> _Problem details_
In the data below, which lines hold "body"? Copy every one.

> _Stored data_
----------------

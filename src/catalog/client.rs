//! Paginated client for the media item listing endpoint.

use reqwest::Client;
use tracing::{debug, instrument};
use url::Url;

use super::error::RemoteError;
use super::item::Page;

/// Production API root of the photo library service.
pub const DEFAULT_API_BASE_URL: &str = "https://photoslibrary.googleapis.com/v1";

/// Items requested per page (the API maximum).
pub const DEFAULT_PAGE_SIZE: u32 = 100;

/// Client for `GET {base}/mediaItems`.
///
/// Holds the bearer token it was built with; a token that expires mid-scan
/// surfaces as a 401 [`RemoteError::Status`].
#[derive(Clone)]
pub struct CatalogClient {
    http: Client,
    base_url: String,
    page_size: u32,
    access_token: String,
}

impl std::fmt::Debug for CatalogClient {
    fn fmt(&self, f: &mut std::fmt::Formatter<'_>) -> std::fmt::Result {
        f.debug_struct("CatalogClient")
            .field("base_url", &self.base_url)
            .field("page_size", &self.page_size)
            .finish_non_exhaustive()
    }
}

impl CatalogClient {
    /// Creates a client against `base_url` (e.g. [`DEFAULT_API_BASE_URL`]).
    #[must_use]
    pub fn new(
        http: Client,
        base_url: impl Into<String>,
        page_size: u32,
        access_token: impl Into<String>,
    ) -> Self {
        Self {
            http,
            base_url: base_url.into(),
            page_size: page_size.max(1),
            access_token: access_token.into(),
        }
    }

    /// Builds the request URL for one page.
    ///
    /// # Errors
    ///
    /// Returns [`RemoteError::InvalidUrl`] if the base URL does not parse.
    pub fn page_url(&self, cursor: Option<&str>) -> Result<Url, RemoteError> {
        let raw = format!("{}/mediaItems", self.base_url.trim_end_matches('/'));
        let mut url = Url::parse(&raw).map_err(|_| RemoteError::InvalidUrl { url: raw.clone() })?;
        {
            let mut query = url.query_pairs_mut();
            query.append_pair("pageSize", &self.page_size.to_string());
            if let Some(token) = cursor.filter(|t| !t.is_empty()) {
                query.append_pair("pageToken", token);
            }
        }
        Ok(url)
    }

    /// Fetches one page of the listing.
    ///
    /// `cursor` is the previous page's `nextPageToken`, or `None` for the first
    /// page. The returned page's token is `None` on the final page.
    ///
    /// # Errors
    ///
    /// - [`RemoteError::Status`] for any non-2xx response
    /// - [`RemoteError::Network`] for transport failures
    /// - [`RemoteError::Decode`] if the body is not a listing response
    #[instrument(skip(self), fields(has_cursor = cursor.is_some()))]
    pub async fn list_page(&self, cursor: Option<&str>) -> Result<Page, RemoteError> {
        let url = self.page_url(cursor)?;
        let url_str = url.to_string();

        let response = self
            .http
            .get(url)
            .bearer_auth(&self.access_token)
            .send()
            .await
            .map_err(|source| RemoteError::Network {
                url: url_str.clone(),
                source,
            })?;

        let status = response.status();
        if !status.is_success() {
            return Err(RemoteError::Status {
                url: url_str,
                status: status.as_u16(),
            });
        }

        let body = response
            .bytes()
            .await
            .map_err(|source| RemoteError::Network {
                url: url_str.clone(),
                source,
            })?;
        let page: Page =
            serde_json::from_slice(&body).map_err(|source| RemoteError::Decode {
                url: url_str,
                source,
            })?;

        debug!(
            items = page.items.len(),
            last = page.is_last(),
            "fetched catalog page"
        );
        Ok(page)
    }
}

#[cfg(test)]
#[allow(clippy::unwrap_used)]
mod tests {
    use super::*;

    fn client(base: &str) -> CatalogClient {
        CatalogClient::new(Client::new(), base, DEFAULT_PAGE_SIZE, "token")
    }

    #[test]
    fn test_page_url_first_page_has_only_page_size() {
        let url = client(DEFAULT_API_BASE_URL).page_url(None).unwrap();
        assert_eq!(
            url.as_str(),
            "https://photoslibrary.googleapis.com/v1/mediaItems?pageSize=100"
        );
    }

    #[test]
    fn test_page_url_appends_page_token() {
        let url = client("https://api.example.com/v1/")
            .page_url(Some("CkQ=abc"))
            .unwrap();
        let pairs: Vec<(String, String)> = url.query_pairs().into_owned().collect();
        assert_eq!(
            pairs,
            vec![
                ("pageSize".to_string(), "100".to_string()),
                ("pageToken".to_string(), "CkQ=abc".to_string()),
            ]
        );
        assert_eq!(url.path(), "/v1/mediaItems");
    }

    #[test]
    fn test_page_url_ignores_empty_cursor() {
        let url = client(DEFAULT_API_BASE_URL).page_url(Some("")).unwrap();
        assert!(!url.as_str().contains("pageToken"));
    }

    #[test]
    fn test_page_url_invalid_base_is_error() {
        let err = client("not a url").page_url(None).unwrap_err();
        assert!(matches!(err, RemoteError::InvalidUrl { .. }));
    }

    #[test]
    fn test_debug_omits_access_token() {
        let c = CatalogClient::new(Client::new(), DEFAULT_API_BASE_URL, 100, "ya29.secret");
        let debug = format!("{c:?}");
        assert!(!debug.contains("ya29.secret"), "{debug}");
        assert!(debug.contains("photoslibrary"));
    }

    #[test]
    fn test_page_size_zero_is_clamped() {
        let c = CatalogClient::new(Client::new(), DEFAULT_API_BASE_URL, 0, "t");
        let url = c.page_url(None).unwrap();
        assert!(url.as_str().ends_with("pageSize=1"));
    }
}
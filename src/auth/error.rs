//! Error types for credential loading, refresh and authorization.

use std::path::PathBuf;

use thiserror::Error;

/// Authentication failures. All of them abort the run.
#[derive(Debug, Error)]
pub enum AuthError {
    /// The OAuth client descriptor could not be read or understood.
    #[error("invalid client secrets file {path}: {reason}")]
    ClientSecrets {
        /// Path of the descriptor.
        path: PathBuf,
        /// What was wrong with it.
        reason: String,
    },

    /// Reading or writing a credential-related file failed.
    #[error("IO error on {path}: {source}")]
    Io {
        /// The file involved.
        path: PathBuf,
        /// The underlying IO error.
        #[source]
        source: std::io::Error,
    },

    /// The token endpoint refused the refresh token (revoked, expired, or
    /// issued to another client). The interactive flow has to be run again.
    #[error(
        "token refresh rejected (HTTP {status}): {description}\n  Suggestion: re-run with --reauthorize to sign in again"
    )]
    RefreshRejected {
        /// HTTP status returned by the token endpoint.
        status: u16,
        /// OAuth error code and description, when the server sent one.
        description: String,
    },

    /// The token endpoint failed for a reason other than a rejected grant.
    #[error("token endpoint returned HTTP {status}: {body}")]
    TokenEndpoint {
        /// HTTP status code.
        status: u16,
        /// Response body (truncated).
        body: String,
    },

    /// Transport failure talking to the token endpoint.
    #[error("network error contacting {url}: {source}")]
    Network {
        /// The endpoint URL.
        url: String,
        /// The underlying transport error.
        #[source]
        source: reqwest::Error,
    },

    /// The token endpoint returned something that is not a token response.
    #[error("malformed token response: {0}")]
    MalformedResponse(String),

    /// No usable token and interactive sign-in is disabled.
    #[error(
        "no valid credential in {path} and interactive authorization is disabled\n  Suggestion: run once without --no-interactive to sign in"
    )]
    InteractionRequired {
        /// Credential artifact path that was checked.
        path: PathBuf,
    },

    /// The user denied access, or the redirect was not the one we asked for.
    #[error("authorization failed: {0}")]
    Authorization(String),

    /// Failed to bind or serve the loopback redirect listener.
    #[error("loopback redirect listener failed: {0}")]
    Listener(#[source] std::io::Error),
}

impl AuthError {
    /// Creates an IO error with file context.
    pub fn io(path: impl Into<PathBuf>, source: std::io::Error) -> Self {
        Self::Io {
            path: path.into(),
            source,
        }
    }

    /// Creates a client secrets error.
    pub fn client_secrets(path: impl Into<PathBuf>, reason: impl Into<String>) -> Self {
        Self::ClientSecrets {
            path: path.into(),
            reason: reason.into(),
        }
    }

    /// Whether recovering requires the user to sign in again.
    #[must_use]
    pub fn requires_reauthorization(&self) -> bool {
        matches!(
            self,
            Self::RefreshRejected { .. } | Self::InteractionRequired { .. }
        )
    }
}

----------------

> _Problem solution_
    /// - [`RemoteError::Decode`] if the body is not a listing response
        let body = response
            serde_json::from_slice(&body).map_err(|source| RemoteError::Decode {
    #[error("token endpoint returned HTTP {status}: {body}")]
        /// Response body (truncated).
        body: String,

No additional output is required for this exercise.